Source: TheJournal.ie/YouTube

MARTIN MCGUINNESS BECAME frustrated with questions about his IRA past when he ran as a candidate in the 2011 Presidential Election. “Most Irish journalists, if Nelson Mandela was sitting in front of them, would not go down this line of questioning,” he told reporters at one point.

“I have never tried to pull the wool over people’s eyes about my history,” he said in an interview with TheJournal.ie in December 2015. And for the record, he added, he would never compare himself with the former South African president.

McGuinness had taken on a leadership role within the IRA by his early 20s and was second-in-command in the organisation in Derry around the time of Bloody Sunday in 1972. He had grown up as one of seven children, and gravitated to the nascent civil rights movement in his youth.

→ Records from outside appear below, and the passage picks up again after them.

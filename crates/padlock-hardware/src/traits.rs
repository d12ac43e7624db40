//! Board I/O trait definitions.
//!
//! Pin-level traits (`DriveLines`, `SensorInputs`, `IndicatorPins`) are
//! synchronous: a GPIO write or an ADC read completes within the tick that
//! issues it. The keypad is an event source and uses a native `async fn`
//! method (Edition 2024), like the other asynchronous producers.

#![allow(async_fn_in_trait)]

use crate::error::Result;
use padlock_core::{Button, Indicator, InputSample};
use std::fmt;

/// Level applied to the two motor drive lines.
///
/// Both lines energized at once is not representable.
#[derive(Debug, Clone, Copy, Default, PartialEq, Eq, Hash)]
pub enum Drive {
    /// Both lines low.
    #[default]
    Released,
    /// Line A high, line B low: retracts the bolt.
    Open,
    /// Line A low, line B high: engages the bolt.
    Close,
}

impl Drive {
    /// Levels of (line A, line B).
    pub fn levels(self) -> (bool, bool) {
        match self {
            Drive::Released => (false, false),
            Drive::Open => (true, false),
            Drive::Close => (false, true),
        }
    }
}

impl fmt::Display for Drive {
    fn fmt(&self, f: &mut fmt::Formatter) -> fmt::Result {
        match self {
            Drive::Released => write!(f, "Released"),
            Drive::Open => write!(f, "Open"),
            Drive::Close => write!(f, "Close"),
        }
    }
}

/// Motor driver output.
pub trait DriveLines: Send {
    /// Set both drive lines in one step.
    ///
    /// # Errors
    ///
    /// Returns an error if the lines could not be written.
    fn apply(&mut self, drive: Drive) -> Result<()>;
}

/// Digital inputs and the battery ADC.
pub trait SensorInputs: Send {
    /// Sample the raw input mask (keypad lines, bolt sensor, external power).
    ///
    /// # Errors
    ///
    /// Returns an error if the input port could not be read.
    fn sample(&mut self) -> Result<InputSample>;

    /// Read the raw battery ADC value.
    ///
    /// # Errors
    ///
    /// Returns an error if the conversion failed.
    fn battery_raw(&mut self) -> Result<u16>;
}

/// Status light outputs.
pub trait IndicatorPins: Send {
    /// Switch one light on or off.
    ///
    /// # Errors
    ///
    /// Returns an error if the output could not be written.
    fn set(&mut self, indicator: Indicator, on: bool) -> Result<()>;
}

/// Source of debounced keypad press edges.
///
/// # Object Safety
///
/// **NOTE**: This trait is NOT object-safe because `async fn` returns an
/// opaque `impl Future`. Use generics:
///
/// ```no_run
/// use padlock_hardware::traits::ButtonSource;
///
/// async fn wait_for_press<K: ButtonSource>(keypad: &mut K) {
///     if let Ok(button) = keypad.next_press().await {
///         println!("pressed {button}");
///     }
/// }
/// ```
pub trait ButtonSource: Send {
    /// Wait for the next press edge.
    ///
    /// # Errors
    ///
    /// Returns `HardwareError::Disconnected` once the keypad is gone.
    async fn next_press(&mut self) -> Result<Button>;
}
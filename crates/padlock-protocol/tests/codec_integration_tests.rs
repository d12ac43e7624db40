//! Integration tests for FrameCodec and PeerCodec over Tokio streams.
//!
//! A peer and a device are connected through an in-memory duplex pipe and
//! exchange command frames and status notifications.

use futures::{SinkExt, StreamExt};
use padlock_core::{AccessKey, DeviceStatus};
use padlock_protocol::{
    Command, CommandFrame, CommandFrameDecoder, FrameCodec, PeerCodec, UnlockGate,
};
use tokio::io::{AsyncWriteExt, DuplexStream};
use tokio_util::codec::{Framed, FramedRead};

/// Helper function to create a connected (peer, device) pair.
fn create_framed_duplex(
    buffer_size: usize,
) -> (
    Framed<DuplexStream, PeerCodec>,
    Framed<DuplexStream, FrameCodec>,
) {
    let (peer, device) = tokio::io::duplex(buffer_size);
    (
        Framed::new(peer, PeerCodec::new()),
        Framed::new(device, FrameCodec::new()),
    )
}

#[tokio::test]
async fn test_unlock_frame_reaches_device() {
    let (mut peer, mut device) = create_framed_duplex(64);

    let key = AccessKey::new([1, 1, 2, 2, 3, 3]);
    peer.send(CommandFrame::unlock(&key)).await.unwrap();

    let frame = device.next().await.unwrap().unwrap();
    assert_eq!(
        CommandFrameDecoder::decode_frame(&frame),
        Some(Command::AttemptUnlock {
            key,
            gate: UnlockGate::Always
        })
    );
}

#[tokio::test]
async fn test_status_notification_reaches_peer() {
    let (mut peer, mut device) = create_framed_duplex(64);

    let status = DeviceStatus::from_parts(0x0001, 0x1000);
    device.send(status).await.unwrap();

    assert_eq!(peer.next().await.unwrap().unwrap(), status);
}

#[tokio::test]
async fn test_frames_in_sequence() {
    let (mut peer, mut device) = create_framed_duplex(256);

    let commands = [
        Command::SetAutoClose(true),
        Command::SetKey(AccessKey::new([4, 4, 3, 3, 2, 2])),
        Command::AttemptUnlock {
            key: AccessKey::new([4, 4, 3, 3, 2, 2]),
            gate: UnlockGate::AutoCloseEnabled,
        },
    ];

    for command in &commands {
        peer.send(command.to_frame()).await.unwrap();
    }

    for expected in commands {
        let frame = device.next().await.unwrap().unwrap();
        assert_eq!(CommandFrameDecoder::decode_frame(&frame), Some(expected));
    }
}

#[tokio::test]
async fn test_frame_split_across_writes() {
    let (mut raw_peer, device) = tokio::io::duplex(64);
    let mut device = FramedRead::new(device, FrameCodec::new());

    let frame = CommandFrame::set_auto_close(true);
    let (head, tail) = frame.as_bytes().split_at(3);

    raw_peer.write_all(head).await.unwrap();
    raw_peer.flush().await.unwrap();
    raw_peer.write_all(tail).await.unwrap();

    assert_eq!(device.next().await.unwrap().unwrap(), frame);
}

#[tokio::test]
async fn test_noise_between_frames_is_skipped() {
    let (mut raw_peer, device) = tokio::io::duplex(128);
    let mut device = FramedRead::new(device, FrameCodec::new());

    let first = CommandFrame::unlock(&AccessKey::default());
    let second = CommandFrame::set_auto_close(false);

    raw_peer.write_all(b"\x00\x01").await.unwrap();
    raw_peer.write_all(first.as_bytes()).await.unwrap();
    raw_peer.write_all(b"\xFE").await.unwrap();
    raw_peer.write_all(second.as_bytes()).await.unwrap();
    drop(raw_peer);

    assert_eq!(device.next().await.unwrap().unwrap(), first);
    assert_eq!(device.next().await.unwrap().unwrap(), second);
    assert!(device.next().await.is_none());
    assert_eq!(device.decoder().discarded(), 3);
}

#[tokio::test]
async fn test_malformed_frame_is_delivered_but_not_decoded() {
    let (mut peer, mut device) = create_framed_duplex(64);

    let unknown = CommandFrame::from_bytes([0x55, 1, 2, 3, 4, 1, 2, 0x42]);
    peer.send(unknown).await.unwrap();

    let frame = device.next().await.unwrap().unwrap();
    assert_eq!(frame, unknown);
    assert_eq!(CommandFrameDecoder::decode_frame(&frame), None);
}

#[tokio::test]
async fn test_truncated_frame_at_eof_is_dropped() {
    let (mut raw_peer, device) = tokio::io::duplex(64);
    let mut device = FramedRead::new(device, FrameCodec::new());

    raw_peer.write_all(&[0x55, 1, 2, 3]).await.unwrap();
    drop(raw_peer);

    assert!(device.next().await.is_none());
}
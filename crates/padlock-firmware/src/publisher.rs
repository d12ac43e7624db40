//! Change-only status notifications.
//!
//! The [`StatusPublisher`] holds the latest composed [`DeviceStatus`] and
//! pushes it to a [`StatusTransport`] when it differs from the last value
//! delivered, but only while the peer has notifications enabled through the
//! shared [`NotifyGate`].

#![allow(async_fn_in_trait)]

use crate::error::{FirmwareError, Result};
use padlock_core::DeviceStatus;
use std::sync::{
    Arc, Mutex,
    atomic::{AtomicBool, AtomicU32, Ordering},
};
use tokio::sync::mpsc;

/// Outbound link for status notifications.
pub trait StatusTransport: Send {
    /// Deliver one notification.
    ///
    /// # Errors
    ///
    /// Returns `FirmwareError::Transport` when the link refused it.
    async fn notify(&mut self, status: DeviceStatus) -> Result<()>;
}

/// Whether the connected peer asked for notifications.
///
/// Cloned into the link layer, which flips it on subscribe and unsubscribe.
#[derive(Debug, Clone, Default)]
pub struct NotifyGate(Arc<AtomicBool>);

impl NotifyGate {
    pub fn new() -> Self {
        Self::default()
    }

    pub fn enable(&self) {
        self.0.store(true, Ordering::Release);
    }

    pub fn disable(&self) {
        self.0.store(false, Ordering::Release);
    }

    pub fn is_enabled(&self) -> bool {
        self.0.load(Ordering::Acquire)
    }
}

/// Read side of the status characteristic.
///
/// Always holds the most recently computed status, whether or not it was
/// notified.
#[derive(Debug, Clone, Default)]
pub struct StatusReader(Arc<AtomicU32>);

impl StatusReader {
    pub fn get(&self) -> DeviceStatus {
        DeviceStatus::from_u32(self.0.load(Ordering::Acquire))
    }

    fn set(&self, status: DeviceStatus) {
        self.0.store(status.as_u32(), Ordering::Release);
    }
}

/// Publishes device status on change.
#[derive(Debug)]
pub struct StatusPublisher<T> {
    transport: T,
    gate: NotifyGate,
    latest: StatusReader,
    last_sent: Option<DeviceStatus>,
}

impl<T: StatusTransport> StatusPublisher<T> {
    pub fn new(transport: T, gate: NotifyGate) -> Self {
        Self {
            transport,
            gate,
            latest: StatusReader::default(),
            last_sent: None,
        }
    }

    /// Record `status` and notify if it is new to the peer.
    ///
    /// Returns `true` when a notification was delivered. A refused
    /// notification leaves the last delivered value untouched, so the same
    /// status is retried on the next update.
    ///
    /// # Errors
    ///
    /// Returns the transport error.
    pub async fn update(&mut self, status: DeviceStatus) -> Result<bool> {
        self.latest.set(status);

        if !self.gate.is_enabled() || self.last_sent == Some(status) {
            return Ok(false);
        }

        self.transport.notify(status).await?;
        self.last_sent = Some(status);
        Ok(true)
    }

    /// The value a peer read returns.
    pub fn latest(&self) -> DeviceStatus {
        self.latest.get()
    }

    /// Shared handle a link layer uses to serve peer reads.
    pub fn reader(&self) -> StatusReader {
        self.latest.clone()
    }

    pub fn last_sent(&self) -> Option<DeviceStatus> {
        self.last_sent
    }

    pub fn gate(&self) -> &NotifyGate {
        &self.gate
    }

    pub fn transport(&self) -> &T {
        &self.transport
    }
}

/// Transport handing notifications to a link task over a bounded channel.
///
/// Never waits: a full or closed channel is reported as a refused
/// notification.
#[derive(Debug, Clone)]
pub struct ChannelTransport {
    tx: mpsc::Sender<DeviceStatus>,
}

impl ChannelTransport {
    pub fn new(capacity: usize) -> (Self, mpsc::Receiver<DeviceStatus>) {
        let (tx, rx) = mpsc::channel(capacity.max(1));
        (Self { tx }, rx)
    }
}

impl StatusTransport for ChannelTransport {
    async fn notify(&mut self, status: DeviceStatus) -> Result<()> {
        self.tx.try_send(status).map_err(|e| match e {
            mpsc::error::TrySendError::Full(_) => FirmwareError::transport("notification queue full"),
            mpsc::error::TrySendError::Closed(_) => FirmwareError::transport("link closed"),
        })
    }
}

#[derive(Debug, Default)]
struct SentLog {
    sent: Vec<DeviceStatus>,
    fail: bool,
}

/// Recording transport with fault injection.
#[derive(Debug, Clone, Default)]
pub struct MockTransport {
    log: Arc<Mutex<SentLog>>,
}

impl MockTransport {
    /// Create a transport and the handle that inspects it.
    pub fn new() -> (Self, MockTransportHandle) {
        let transport = Self::default();
        let handle = MockTransportHandle {
            log: Arc::clone(&transport.log),
        };
        (transport, handle)
    }
}

impl StatusTransport for MockTransport {
    async fn notify(&mut self, status: DeviceStatus) -> Result<()> {
        let mut log = lock(&self.log);
        if log.fail {
            return Err(FirmwareError::transport("injected notify failure"));
        }
        log.sent.push(status);
        Ok(())
    }
}

/// Handle for inspecting a [`MockTransport`].
#[derive(Debug, Clone)]
pub struct MockTransportHandle {
    log: Arc<Mutex<SentLog>>,
}

impl MockTransportHandle {
    pub fn sent(&self) -> Vec<DeviceStatus> {
        lock(&self.log).sent.clone()
    }

    pub fn last(&self) -> Option<DeviceStatus> {
        lock(&self.log).sent.last().copied()
    }

    pub fn fail_notify(&self, fail: bool) {
        lock(&self.log).fail = fail;
    }
}

fn lock(log: &Mutex<SentLog>) -> std::sync::MutexGuard<'_, SentLog> {
    log.lock().unwrap_or_else(|poisoned| poisoned.into_inner())
}
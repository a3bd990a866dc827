//! View notifier trait for presentation layers.
//!
//! The core never renders. Callers implement `ViewNotifier` and drive it
//! after each state change, either method by method or through `refresh`
//! and `announce`.

use crate::board::{Board, Point};
use crate::session::{Session, SubmitOutcome};

/// Banners shown after an answer.
#[derive(Clone, Copy, Debug, PartialEq, Eq)]
pub enum Banner {
    Correct,
    Incorrect,
    /// The player reached the castle.
    Won,
}

impl Banner {
    /// Default player-facing text.
    #[must_use]
    pub fn text(self) -> &'static str {
        match self {
            Banner::Correct => "🎉 Correct! Moving forward.",
            Banner::Incorrect => "❌ Incorrect! Try again.",
            Banner::Won => "🎉 Congratulations! You've reached the Candy Castle!",
        }
    }
}

/// Presentation callbacks.
///
/// ## Implementation Notes
///
/// - `render_tiles`: Called with the full board; boards clone in O(1)
/// - `render_player`: Coordinate is the tile the player stands on
/// - `display_message`: Hints, revealed answers and informational errors;
///   ignored unless overridden
pub trait ViewNotifier {
    fn render_tiles(&mut self, board: &Board);

    fn render_player(&mut self, icon: &str, coordinate: Point);

    fn render_hints(&mut self, remaining: u32);

    fn display_question(&mut self, prompt: &str);

    fn display_banner(&mut self, banner: Banner);

    fn display_message(&mut self, _message: &str) {}
}

/// Redraw everything for `session`.
pub fn refresh<V: ViewNotifier + ?Sized>(session: &Session, view: &mut V) {
    view.render_tiles(session.board());
    render_player(session, view);
    view.render_hints(session.hints().remaining());
    if let Some(question) = session.active_question() {
        view.display_question(&question.prompt);
    }
}

/// Show the result of `submit_answer` and move the player marker.
///
/// A winning answer shows `Correct` followed by `Won`.
pub fn announce<V: ViewNotifier + ?Sized>(session: &Session, outcome: &SubmitOutcome, view: &mut V) {
    if !outcome.correct {
        view.display_banner(Banner::Incorrect);
        return;
    }

    view.display_banner(Banner::Correct);
    render_player(session, view);
    if outcome.reached_end {
        view.display_banner(Banner::Won);
    }
}

fn render_player<V: ViewNotifier + ?Sized>(session: &Session, view: &mut V) {
    if let Some(coordinate) = session.player_coordinate() {
        view.render_player(session.character_icon(), coordinate);
    }
}

#[cfg(test)]
mod tests {
    use super::*;

    #[test]
    fn test_banner_text() {
        assert_eq!(Banner::Incorrect.text(), "❌ Incorrect! Try again.");
        assert!(Banner::Won.text().contains("Candy Castle"));
    }
}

Asked why he never talked about shooting anybody or individual incidents, McGuinness often gave a similar answer – that he was reluctant to provide sensationalist headlines. “I fought against the British Army on the streets of Derry and I don’t make any apology [...] about that,” he told us.

The then-Northern Ireland Deputy First Minister also spoke about his hopes for a positive working partnership with Arlene Foster, who was about to replace Peter Robinson as DUP leader and as McGuinness’s opposite number in the Stormont executive.

By Daragh Brophy, video by Nicky Ryan. Original interview by Hugh O’Connell, video by Michelle Hennessy.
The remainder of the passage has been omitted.